Satan’s Everlasting Punishment
We will now answer a second question about the devil: “Since Satan and demons are pure spirits, how can we conceive of their suffering eternal punishment in the lake of fire without bodies? Presumably it will reflect the spiritual suffering of all the damned, a real sense of confinement, misery and God’s wrath?” I believe the questioner has answered his own question in speaking of “the spiritual suffering of all the damned, a real sense of confinement, misery and God’s wrath,” but I would like to elaborate in this article.
It is impossible to believe that the suffering of hell, whether of Satan or of the ungodly and unbelieving, is in a literal lake of fire so the question raises one of the difficulties with that kind of literalism.

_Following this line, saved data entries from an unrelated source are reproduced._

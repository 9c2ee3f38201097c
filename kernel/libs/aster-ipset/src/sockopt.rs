// SPDX-License-Identifier: MPL-2.0

//! The socket option channel.
//!
//! Packet-filter front ends that only need to translate between set names
//! and indices use `getsockopt(SOL_IP, SO_IP_SET)` instead of the netlink
//! protocol. The option buffer holds a request which is overwritten in place
//! by the reply.

use zerocopy::{FromBytes, Immutable, IntoBytes, KnownLayout};

use crate::{
    family::{SetName, IPSET_MAXNAMELEN},
    netlink::RequestCtx,
    prelude::*,
    set_type::IPSET_PROTOCOL,
    table::{SetId, SetTable},
};

/// The socket option of the set engine.
pub const SO_IP_SET: i32 = 83;

/// Socket option operations.
///
/// Reference: <https://elixir.bootlin.com/linux/v6.13/source/include/uapi/linux/netfilter/ipset/ip_set.h#L264>.
#[repr(u32)]
#[derive(Debug, Clone, Copy, PartialEq, Eq, TryFromInt)]
#[expect(non_camel_case_types)]
#[expect(clippy::upper_case_acronyms)]
pub enum SockOptOp {
    GET_BYNAME = 0x00000006,
    GET_BYINDEX = 0x00000007,
    VERSION = 0x00000100,
}

/// The request and reply of [`SockOptOp::VERSION`].
#[derive(Debug, Clone, Copy, FromBytes, IntoBytes, Immutable, KnownLayout)]
#[repr(C)]
pub struct CReqVersion {
    pub op: u32,
    pub version: u32,
}

/// The request and reply of [`SockOptOp::GET_BYNAME`] and [`SockOptOp::GET_BYINDEX`].
///
/// `set` is a union of the set name and the set index; the index occupies
/// its first two bytes.
#[derive(Debug, Clone, Copy, FromBytes, IntoBytes, Immutable, KnownLayout)]
#[repr(C)]
pub struct CReqGetSet {
    pub op: u32,
    pub version: u32,
    pub set: [u8; IPSET_MAXNAMELEN],
}

impl CReqGetSet {
    fn index(&self) -> SetId {
        SetId::from_ne_bytes([self.set[0], self.set[1]])
    }

    fn set_index(&mut self, index: SetId) {
        self.set = [0; IPSET_MAXNAMELEN];
        self.set[..2].copy_from_slice(&index.to_ne_bytes());
    }
}

/// Answers a `getsockopt` request held in `buf`.
pub fn getsockopt(table: &SetTable, ctx: &RequestCtx, optname: i32, buf: &mut [u8]) -> Result<()> {
    if !ctx.net_admin {
        return_errno_with_message!(Errno::EPERM, "CAP_NET_ADMIN is required");
    }
    if optname != SO_IP_SET {
        return_errno_with_message!(Errno::EBADF, "unknown socket option");
    }

    let Ok((op, _)) = u32::read_from_prefix(buf) else {
        return_errno_with_message!(Errno::EINVAL, "the option buffer is too short");
    };

    // Every operation below the version query carries the protocol version.
    if op < SockOptOp::VERSION as u32 {
        let Ok((req, _)) = CReqVersion::read_from_prefix(buf) else {
            return_errno_with_message!(Errno::EINVAL, "the option buffer is too short");
        };
        if req.version != IPSET_PROTOCOL as u32 {
            return_errno_with_message!(Errno::EPROTO, "wrong protocol version");
        }
    }

    let Ok(op) = SockOptOp::try_from(op) else {
        return_errno_with_message!(Errno::EBADMSG, "unknown operation");
    };
    debug!("ip_set sockopt: {:?}", op);

    match op {
        SockOptOp::VERSION => {
            let mut req = read_exact::<CReqVersion>(buf)?;
            req.version = IPSET_PROTOCOL as u32;
            buf.copy_from_slice(req.as_bytes());
        }
        SockOptOp::GET_BYNAME => {
            let mut req = read_exact::<CReqGetSet>(buf)?;
            req.set[IPSET_MAXNAMELEN - 1] = 0;
            let index = match SetName::from_c_bytes(&req.set) {
                Ok(name) => table.lock().find_set_id(name.as_str()),
                Err(_) => crate::table::IPSET_INVALID_ID,
            };
            req.set_index(index);
            buf.copy_from_slice(req.as_bytes());
        }
        SockOptOp::GET_BYINDEX => {
            let mut req = read_exact::<CReqGetSet>(buf)?;
            let index = req.index();
            if index as usize >= table.capacity() {
                return_errno_with_message!(Errno::EINVAL, "the index is out of range");
            }
            let name = table.lock().name_by_index(index);
            req.set = name.map(|name| name.to_c_bytes()).unwrap_or([0; IPSET_MAXNAMELEN]);
            buf.copy_from_slice(req.as_bytes());
        }
    }

    Ok(())
}

fn read_exact<T: FromBytes>(buf: &[u8]) -> Result<T> {
    if buf.len() != size_of::<T>() {
        return_errno_with_message!(Errno::EINVAL, "the option buffer has a wrong size");
    }
    let Ok(val) = T::read_from_bytes(buf) else {
        return_errno_with_message!(Errno::EINVAL, "the option buffer has a wrong size");
    };
    Ok(val)
}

Even though unbelievers are resurrected (John 5:28-29) before being cast into eternal suffering, it is difficult to imagine that they could endure eternal fire without being consumed, i.e., it is hard to understand how any kind of body could endure that kind of suffering. As spirits, Satan and his demons are not at all subject to the torments of fire.

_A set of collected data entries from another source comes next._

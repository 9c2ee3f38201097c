// SPDX-License-Identifier: MPL-2.0

//! Handle requests that add, delete or test elements.

use super::required_setname;
use crate::{
    netlink::{
        attr::{DataAttr, DataKind, IpsetAttrClass, RawAttr},
        segment::IpsetSegment,
        IpsetCmd,
    },
    prelude::*,
    set::IpSet,
    table::SetTableGuard,
    IpSetCore,
};

/// Adds or deletes one element, or a batch of them.
///
/// A batch stops at the first failing element. Its line number is written
/// back into the request so that the error reply carries it.
pub(super) fn do_add_del(core: &IpSetCore, request: &mut IpsetSegment) -> Result<()> {
    let setname = required_setname(request)?;

    let elements = match (request.data(), request.adt()) {
        (Some(data), None) => vec![data.clone()],
        (None, Some(adt)) if adt.header().is_nested() && request.lineno().is_some() => {
            adt.children()?
        }
        _ => {
            return_errno_with_message!(
                Errno::IPSET_ERR_PROTOCOL,
                "expect either one data block or a batch with a line number"
            )
        }
    };

    let guard = core.table().lock();
    let Some((_, set)) = guard.find(setname) else {
        return_errno_with_message!(Errno::ENOENT, "the set does not exist");
    };

    let cmd = request.cmd();
    let exist_ok = request.exist_ok();
    let max_retries = core.config().max_resize_retries;

    for (pos, element) in elements.iter().enumerate() {
        let data = read_element(element)?;
        let lineno = data
            .iter()
            .find_map(|attr| match attr {
                DataAttr::LineNo(lineno) => Some(*lineno),
                _ => None,
            })
            .unwrap_or(pos as u32 + 1);

        let res = match cmd {
            IpsetCmd::ADD => add_with_resize(&set, &data, &guard, max_retries),
            _ => set.write_variant().udel(&data, &guard),
        };

        match res {
            Ok(()) => {}
            Err(err) if exist_ok && err.error() == Errno::IPSET_ERR_EXIST => {}
            Err(err) => {
                drop(guard);
                request.patch_lineno(lineno);
                return Err(err);
            }
        }
    }

    Ok(())
}

/// Tests a single element. A missing element is reported as `IPSET_ERR_EXIST`.
pub(super) fn do_test(core: &IpSetCore, request: &IpsetSegment) -> Result<()> {
    let setname = required_setname(request)?;
    let Some(element) = request.data() else {
        return_errno_with_message!(Errno::IPSET_ERR_PROTOCOL, "the data block is missing");
    };
    let data = DataAttr::read_all(element, DataKind::Adt)?;

    let guard = core.table().lock();
    let Some((_, set)) = guard.find(setname) else {
        return_errno_with_message!(Errno::ENOENT, "the set does not exist");
    };

    let res = set.read_variant().utest(&data, &guard);
    match res {
        Ok(true) => Ok(()),
        // User space cannot complete the element; a generic match is a match.
        Err(err) if err.error() == Errno::EAGAIN => Ok(()),
        Ok(false) => {
            return_errno_with_message!(Errno::IPSET_ERR_EXIST, "the element is not in the set")
        }
        Err(err) => Err(err),
    }
}

fn read_element(element: &RawAttr) -> Result<Vec<DataAttr>> {
    if element.header().type_() != IpsetAttrClass::DATA as u16 {
        return_errno_with_message!(Errno::IPSET_ERR_PROTOCOL, "a batch entry is not a data block");
    }
    DataAttr::read_all(element, DataKind::Adt)
}

fn add_with_resize(
    set: &IpSet,
    data: &[DataAttr],
    guard: &SetTableGuard<'_>,
    max_retries: u32,
) -> Result<()> {
    let mut retried = 0;

    loop {
        let res = set.write_variant().uadd(data, guard);
        match res {
            Err(err) if err.error() == Errno::EAGAIN && retried < max_retries => {
                debug!("set {} is full, resizing (retry {})", set.name(), retried);
                set.write_variant().resize(retried > 0)?;
                retried += 1;
            }
            res => return res,
        }
    }
}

The clearest argument against a literal lake of fire, however, is the fact that Scripture does not always describe hell in those terms. It is described as the pit (Isa. 14:15), as the worm that never dies (Mark 9:43-48), as weeping and gnashing of teeth (Matt. 13:42), as a furnace of fire (Matt. 13:42, 50), as outer darkness (Matt. 22:13), as chains of darkness (II Pet. 2:4) and as drinking the wine of the wrath of God (Rev. 14:10).
Hell cannot literally be all of these things and the obvious conclusion, therefore, is that they are figures of speech used to emphasize its horrible torments. Anyone who has suffered severe burns knows that agony and why it is used as a description of hell. The torment of being eaten by worms, as Herod was (Acts 12:23), may be even worse. Darkness, the kind of darkness one experiences in a deep cave or the kind of darkness that came on Egypt as the ninth plague (Ex. 10:21-23), is horrifying as well. All of these only hint at the far greater terror and torment of hell.
What, then, is the horror of hell, the “spiritual suffering” referred to by the questioner? It is the horror and torment of being forever separated from God. II Thessalonians 1:9 describes this: “Who shall be punished with everlasting destruction from the presence of the Lord, and from the glory of his power.” This was the first punishment for sin and will be sin’s final punishment. God is the source of all blessing, life, peace, light and hope, and to be cut off from Him is to be forever separated from all that is good (James 1:17). This is the reason, too, why hell is described as darkness in Scripture and as death. Those who do not believe cannot have fellowship with God who is light (I John 1:5-6) and “to live apart from God is death.”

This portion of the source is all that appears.